*TASK TO COMPLETE*.
Retrieve each line that contains the word "holds" from the entries below.

-----

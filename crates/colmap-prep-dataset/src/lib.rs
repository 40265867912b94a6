#![deny(missing_docs)]
#![doc = env!("CARGO_PKG_DESCRIPTION")]

/// Mask to image correspondence resolution.
///
/// Matches mask files to image files through the numeric identifier embedded in
/// the mask file name and renames the masks so both share the same name.
/// See [`correspondence::resolve_mask_names`].
pub mod correspondence;

/// Camera pose records and the campose text format.
///
/// Reads tabular position logs or structured pose documents and writes one
/// `<image_name> <x> <y> <z>` line per capture. See [`pose::export_campose`].
pub mod pose;
use std::{
    fs::File,
    io::{BufRead, BufReader},
    path::Path,
};

use super::{
    parse_part, ImageNameTemplate, NumberFormat, Orientation, PoseError, PoseRecord, Position,
    Velocity,
};

/// Number of columns of a position log row.
pub const POSLOG_NUM_COLUMNS: usize = 12;

/// Read a position log and return one record per row.
///
/// The log is a comma separated file without header. Each row holds, in order:
/// status, camera time, system time, x, y, z, roll, pitch, yaw, x velocity,
/// y velocity, z velocity. Blank lines are ignored.
///
/// The log has no file name column, the image name of the i-th row is rendered
/// from `template`, so the rows must follow the order of the images on disk.
///
/// # Arguments
///
/// * `path` - The path to the position log.
/// * `template` - The template used to name the images.
///
/// # Returns
///
/// The records in row order.
pub fn read_poslog(
    path: impl AsRef<Path>,
    template: &ImageNameTemplate,
) -> Result<Vec<PoseRecord>, PoseError> {
    let path = path.as_ref();
    if !path.is_file() {
        return Err(PoseError::SourceNotFound(path.to_path_buf()));
    }

    let reader = BufReader::new(File::open(path)?);

    let mut records = Vec::new();
    for (line_idx, line) in reader.lines().enumerate() {
        let line = line?;
        let line = line.trim();
        if line.is_empty() {
            continue;
        }
        let row = parse_poslog_line(line, line_idx + 1)?;
        records.push(PoseRecord {
            image_name: template.render(records.len()),
            position: row.position,
            orientation: Some(row.orientation),
            velocity: Some(row.velocity),
            formats: row.formats,
        });
    }

    Ok(records)
}

struct PoslogRow {
    position: Position,
    orientation: Orientation,
    velocity: Velocity,
    formats: [NumberFormat; 3],
}

/// Parse a position log row.
/// NOTE: status, camera time and system time are only counted, not parsed.
fn parse_poslog_line(line: &str, line_number: usize) -> Result<PoslogRow, PoseError> {
    let parts = line.split(',').map(str::trim).collect::<Vec<_>>();

    if parts.len() != POSLOG_NUM_COLUMNS {
        return Err(PoseError::InvalidColumnCount {
            line: line_number,
            expected: POSLOG_NUM_COLUMNS,
            found: parts.len(),
        });
    }

    let values = parts[3..]
        .iter()
        .map(|s| parse_part::<f64>(s, line_number))
        .collect::<Result<Vec<_>, _>>()?;

    Ok(PoslogRow {
        position: Position {
            x: values[0],
            y: values[1],
            z: values[2],
        },
        orientation: Orientation {
            roll: values[3],
            pitch: values[4],
            yaw: values[5],
        },
        velocity: Velocity {
            x: values[6],
            y: values[7],
            z: values[8],
        },
        formats: [
            NumberFormat::of_token(parts[3]),
            NumberFormat::of_token(parts[4]),
            NumberFormat::of_token(parts[5]),
        ],
    })
}
use std::path::PathBuf;

use argh::FromArgs;
use colmap_prep::dataset::pose::{self, ExportConfig, PoseSourceKind};

#[derive(FromArgs)]
/// Convert a position log or a pose document to campose.txt for COLMAP model alignment.
#[argh(subcommand, name = "export-campose")]
pub struct ExportCamposeArgs {
    /// dataset directory holding poslog.csv or metadata.json
    #[argh(positional)]
    dataset_dir: PathBuf,

    /// pose source to read: tabular or structured (default: detected)
    #[argh(option)]
    source: Option<PoseSourceKind>,

    /// output file (default: <dataset_dir>/work/campose.txt)
    #[argh(option, short = 'o')]
    output: Option<PathBuf>,
}

impl ExportCamposeArgs {
    pub fn run(self) -> Result<(), Box<dyn std::error::Error>> {
        let mut config = ExportConfig {
            source: self.source,
            ..Default::default()
        };
        if let Some(output) = self.output {
            // relative to the working directory, not to the dataset
            let output = std::env::current_dir()?.join(output);
            let (Some(dir), Some(file)) = (output.parent(), output.file_name()) else {
                return Err(format!("invalid output path: {}", output.display()).into());
            };
            config.output_dir = dir.to_path_buf();
            config.output_file = PathBuf::from(file);
        }

        pose::export_campose(&self.dataset_dir, &config)?;
        Ok(())
    }
}
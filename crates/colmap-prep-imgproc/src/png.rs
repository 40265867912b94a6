use std::{fs::File, io::BufWriter, path::Path};

use image::{GrayImage, RgbImage};
use png::{BitDepth, ColorType, Encoder};

use crate::error::ImgprocError;

/// Writes the given PNG _(grayscale 8-bit)_ data to the given file path.
///
/// # Arguments
///
/// - `file_path` - The path to the PNG image.
/// - `image` - The grayscale image.
pub fn write_image_png_gray8(
    file_path: impl AsRef<Path>,
    image: &GrayImage,
) -> Result<(), ImgprocError> {
    write_png_impl(
        file_path,
        image.as_raw(),
        image.dimensions(),
        ColorType::Grayscale,
    )
}

/// Writes the given PNG _(rgb8)_ data to the given file path.
///
/// # Arguments
///
/// - `file_path` - The path to the PNG image.
/// - `image` - The RGB image.
pub fn write_image_png_rgb8(
    file_path: impl AsRef<Path>,
    image: &RgbImage,
) -> Result<(), ImgprocError> {
    write_png_impl(file_path, image.as_raw(), image.dimensions(), ColorType::Rgb)
}

fn write_png_impl(
    file_path: impl AsRef<Path>,
    image_data: &[u8],
    (width, height): (u32, u32),
    color_type: ColorType,
) -> Result<(), ImgprocError> {
    let file = File::create(file_path)?;

    let mut encoder = Encoder::new(BufWriter::new(file), width, height);
    encoder.set_color(color_type);
    encoder.set_depth(BitDepth::Eight);

    let mut writer = encoder
        .write_header()
        .map_err(|e| ImgprocError::PngEncodingError(e.to_string()))?;
    writer
        .write_image_data(image_data)
        .map_err(|e| ImgprocError::PngEncodingError(e.to_string()))?;
    writer
        .finish()
        .map_err(|e| ImgprocError::PngEncodingError(e.to_string()))?;
    Ok(())
}
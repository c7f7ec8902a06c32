use bundlesync::{format_size, Progress};
use indicatif::{ProgressBar, ProgressStyle};

/// Terminal progress bar fed by the updater's worker thread.
pub struct BarProgress {
    bar: ProgressBar,
}

impl BarProgress {
    pub fn new() -> Self {
        let bar = ProgressBar::new_spinner();
        if let Ok(style) =
            ProgressStyle::with_template("{msg} [{bar:40}] {bytes}/{total_bytes} ({eta})")
        {
            bar.set_style(style.progress_chars("=>-"));
        }
        Self { bar }
    }

    pub fn finish(&self) {
        self.bar.finish_and_clear();
    }
}

impl Progress for BarProgress {
    fn set_text(&self, text: &str) {
        self.bar.set_message(text.to_string());
    }

    fn set_detail(&self, detail: &str) {
        self.bar.println(detail);
    }

    fn set_bytes(&self, done: u64, total: Option<u64>) {
        match total {
            Some(n) => self.bar.set_length(n),
            // unknown length: keep the bar just ahead of the count
            None => self.bar.set_length(done.max(1)),
        }
        self.bar.set_position(done);
        if done == 0 {
            tracing::debug!("package size {}", format_size(total));
        }
    }
}
//! Ctrl-C handling: the first signal cancels the running sequence at its next
//! checkpoint, a second one exits immediately.

use bundlesync::CancelFlag;
use signal_hook::consts::TERM_SIGNALS;
use signal_hook::flag;
use std::sync::Arc;

/// Exit code used when a second signal forces the process down.
const FORCED_EXIT: i32 = 130;

pub fn cancel_on_signals(cancel: &CancelFlag) -> std::io::Result<()> {
    let raised = cancel.as_atomic();
    for sig in TERM_SIGNALS {
        // Only fires once `raised` is already set, i.e. on the second signal.
        flag::register_conditional_shutdown(*sig, FORCED_EXIT, Arc::clone(&raised))?;
        flag::register(*sig, Arc::clone(&raised))?;
    }
    Ok(())
}
use super::unzip::unzip_into;
use crate::errors::{BundleError, Result};
use crate::local::write_sidecar;
use crate::progress::{CancelFlag, Progress};
use crate::types::BundleMetadata;
use std::fs;
use std::path::{Path, PathBuf};
use tracing::{debug, error, info, warn};

/// `<target>.<suffix>` next to `target`.
pub fn sibling_path(target: &Path, suffix: &str) -> PathBuf {
    let mut s = target.as_os_str().to_owned();
    s.push(".");
    s.push(suffix);
    PathBuf::from(s)
}

fn remove_stale(dir: &Path) -> std::io::Result<()> {
    if dir.exists() {
        debug!("removing stale {}", dir.display());
        fs::remove_dir_all(dir)?;
    }
    Ok(())
}

type RenameFn<'a> = &'a dyn Fn(&Path, &Path) -> std::io::Result<()>;

fn swap_error(from: &Path, to: &Path, source: std::io::Error) -> BundleError {
    BundleError::Swap {
        from: from.to_path_buf(),
        to: to.to_path_buf(),
        source,
    }
}

/// Replace `target` with the archive contents without exposing a partial tree.
///
/// 1. extract into `<target>.new` and write `metadata.json` there,
/// 2. move an existing `target` to `<target>.old`,
/// 3. move `<target>.new` to `target`,
/// 4. delete `<target>.old` (failure only logged).
///
/// Until step 2 the old install is untouched; if step 3 fails the old
/// directory is moved back.
pub fn install_atomic(
    archive: &Path,
    target: &Path,
    metadata: &BundleMetadata,
    progress: &dyn Progress,
    cancel: &CancelFlag,
) -> Result<()> {
    if !metadata.is_valid() {
        return Err(BundleError::MalformedMetadata(
            "refusing to install incomplete metadata".into(),
        ));
    }

    let new_dir = sibling_path(target, "new");
    let old_dir = sibling_path(target, "old");

    if let Some(parent) = target.parent() {
        fs::create_dir_all(parent)?;
    }
    remove_stale(&new_dir)?;
    remove_stale(&old_dir).map_err(|e| swap_error(target, &old_dir, e))?;

    let staged = unzip_into(archive, &new_dir, progress, cancel)
        .and_then(|_| write_sidecar(&new_dir, metadata))
        .and_then(|_| cancel.check());
    if let Err(e) = staged {
        let _ = fs::remove_dir_all(&new_dir);
        return Err(e);
    }

    progress.set_text("Replacing installed bundle...");
    swap_into_place(&new_dir, target, &old_dir, &|from: &Path, to: &Path| {
        fs::rename(from, to)
    })?;

    info!("installed bundle {} into {}", metadata.version, target.display());
    Ok(())
}

/// Steps 2 to 4. On failure `target` holds whatever it held before and
/// `new_dir` is gone.
fn swap_into_place(new_dir: &Path, target: &Path, old_dir: &Path, rename: RenameFn) -> Result<()> {
    let had_old = target.exists();
    if had_old {
        if let Err(e) = rename(target, old_dir) {
            let _ = fs::remove_dir_all(new_dir);
            return Err(swap_error(target, old_dir, e));
        }
    }

    if let Err(e) = rename(new_dir, target) {
        if had_old {
            if let Err(back) = rename(old_dir, target) {
                error!(
                    "can't restore {} from {}: {back}",
                    target.display(),
                    old_dir.display()
                );
            }
        }
        let _ = fs::remove_dir_all(new_dir);
        return Err(swap_error(new_dir, target, e));
    }

    if had_old {
        if let Err(e) = fs::remove_dir_all(old_dir) {
            warn!("left orphaned {}: {e}", old_dir.display());
        }
    }
    Ok(())
}
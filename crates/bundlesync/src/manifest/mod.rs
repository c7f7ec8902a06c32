//! Remote release feed: freshness probe, download and version matching.
//!
//! Feed shape:
//! ```json
//! { "versions": { "<client version>": { "dist": "...", "message": "...",
//!                                      "timestamp": "...", "changes": [] } } }
//! ```

use crate::errors::{BundleError, Result};
use crate::net::{download_to_string, head_last_modified, parse_http_date};
use crate::progress::Progress;
use crate::types::{BundleMetadata, FeedEntry};
use crate::version::{find_closest_version, sort_versions};
use reqwest::blocking::Client;
use serde_json::{Map, Value};
use tracing::{debug, info};

pub struct MetadataDownloader<'a> {
    client: &'a Client,
    url: &'a str,
    client_version: &'a str,
    progress: &'a dyn Progress,
}

impl<'a> MetadataDownloader<'a> {
    pub fn new(
        client: &'a Client,
        url: &'a str,
        client_version: &'a str,
        progress: &'a dyn Progress,
    ) -> Self {
        Self {
            client,
            url,
            client_version,
            progress,
        }
    }

    /// Cheap probe: true unless the feed's `Last-Modified` is known and not
    /// newer than the one recorded in `local`.
    pub fn needs_refresh(&self, local: Option<&BundleMetadata>) -> Result<bool> {
        self.progress.set_text("Checking bundle timestamp...");

        let local_ts = match local {
            Some(m) if m.last_modified != 0 => m.last_modified,
            _ => return Ok(true),
        };

        let remote_ts = parse_http_date(head_last_modified(self.client, self.url)?.as_deref());
        debug!("feed last-modified remote={remote_ts} local={local_ts}");
        Ok(remote_ts == 0 || remote_ts > local_ts)
    }

    /// Download the feed and materialize the release matching the client version.
    pub fn fetch(&self) -> Result<BundleMetadata> {
        self.progress.set_text("Retrieving version info...");
        let fetched = download_to_string(self.client, self.url)?;
        let last_modified = parse_http_date(fetched.last_modified.as_deref());
        let meta = parse_feed(&fetched.body, self.client_version, last_modified)?;
        info!(
            "remote bundle {} matches client {}",
            meta.version, meta.client_version
        );
        Ok(meta)
    }
}

/// Pick the newest feed entry keyed `<= client_version`.
pub fn parse_feed(body: &str, client_version: &str, last_modified: i64) -> Result<BundleMetadata> {
    let root: Value = serde_json::from_str(body)?;
    let versions: &Map<String, Value> = root
        .get("versions")
        .and_then(Value::as_object)
        .ok_or_else(|| BundleError::MalformedMetadata("missing \"versions\" object".into()))?;

    let mut keys: Vec<&str> = versions.keys().map(String::as_str).collect();
    sort_versions(&mut keys);

    let matched = find_closest_version(&keys, client_version)
        .ok_or_else(|| BundleError::NoCompatibleVersion(client_version.to_string()))?;

    let entry: FeedEntry = versions
        .get(matched)
        .cloned()
        .map(serde_json::from_value)
        .transpose()?
        .ok_or_else(|| BundleError::MalformedMetadata(format!("no entry for {matched}")))?;

    let meta = entry.into_metadata(matched, last_modified);
    if !meta.is_valid() {
        return Err(BundleError::MalformedMetadata(format!(
            "entry {matched} lacks dist or version"
        )));
    }
    Ok(meta)
}
use serde::{Deserialize, Serialize};

/// Release channel name of the host OS.
pub fn platform_key() -> &'static str {
    #[cfg(target_os = "macos")]
    {
        "darwin"
    }
    #[cfg(target_os = "linux")]
    {
        "linux"
    }
    #[cfg(target_os = "windows")]
    {
        "win"
    }
    #[cfg(not(any(target_os = "macos", target_os = "linux", target_os = "windows")))]
    {
        "unsupported"
    }
}

/// Release channel name of the host word size.
/// Windows builds are only published as 32-bit.
pub fn arch_key() -> &'static str {
    if cfg!(target_pointer_width = "64") && !cfg!(windows) {
        "64bit"
    } else {
        "32bit"
    }
}

/// Suffix of the bundle executable.
pub fn exe_extension() -> &'static str {
    if cfg!(windows) {
        ".exe"
    } else {
        ".bin"
    }
}

pub fn is_supported() -> bool {
    platform_key() != "unsupported"
}

/// A `<platform>/<arch>` pair addressing one slice of the release channel.
#[derive(Debug, Clone, PartialEq, Eq, Serialize, Deserialize)]
pub struct Target {
    pub platform: String,
    pub arch: String,
}

impl Target {
    pub fn new(platform: impl Into<String>, arch: impl Into<String>) -> Self {
        Self {
            platform: platform.into(),
            arch: arch.into(),
        }
    }

    /// The host target.
    pub fn current() -> Self {
        Self::new(platform_key(), arch_key())
    }

    /// `"<platform>/<arch>"`
    pub fn relative_dir(&self) -> String {
        format!("{}/{}", self.platform, self.arch)
    }

    pub fn is_supported(&self) -> bool {
        self.platform != "unsupported"
    }
}

impl Default for Target {
    fn default() -> Self {
        Self::current()
    }
}
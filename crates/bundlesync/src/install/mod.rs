mod package;
mod swap;
mod unzip;

pub use package::PackageDownloader;
pub use swap::{install_atomic, sibling_path};
pub use unzip::unzip_into;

-----

*TASK OUTPUT*.
/// The log is a comma separated file without header. Each row holds, in order:
/// Steps 2 to 4. On failure `target` holds whatever it held before and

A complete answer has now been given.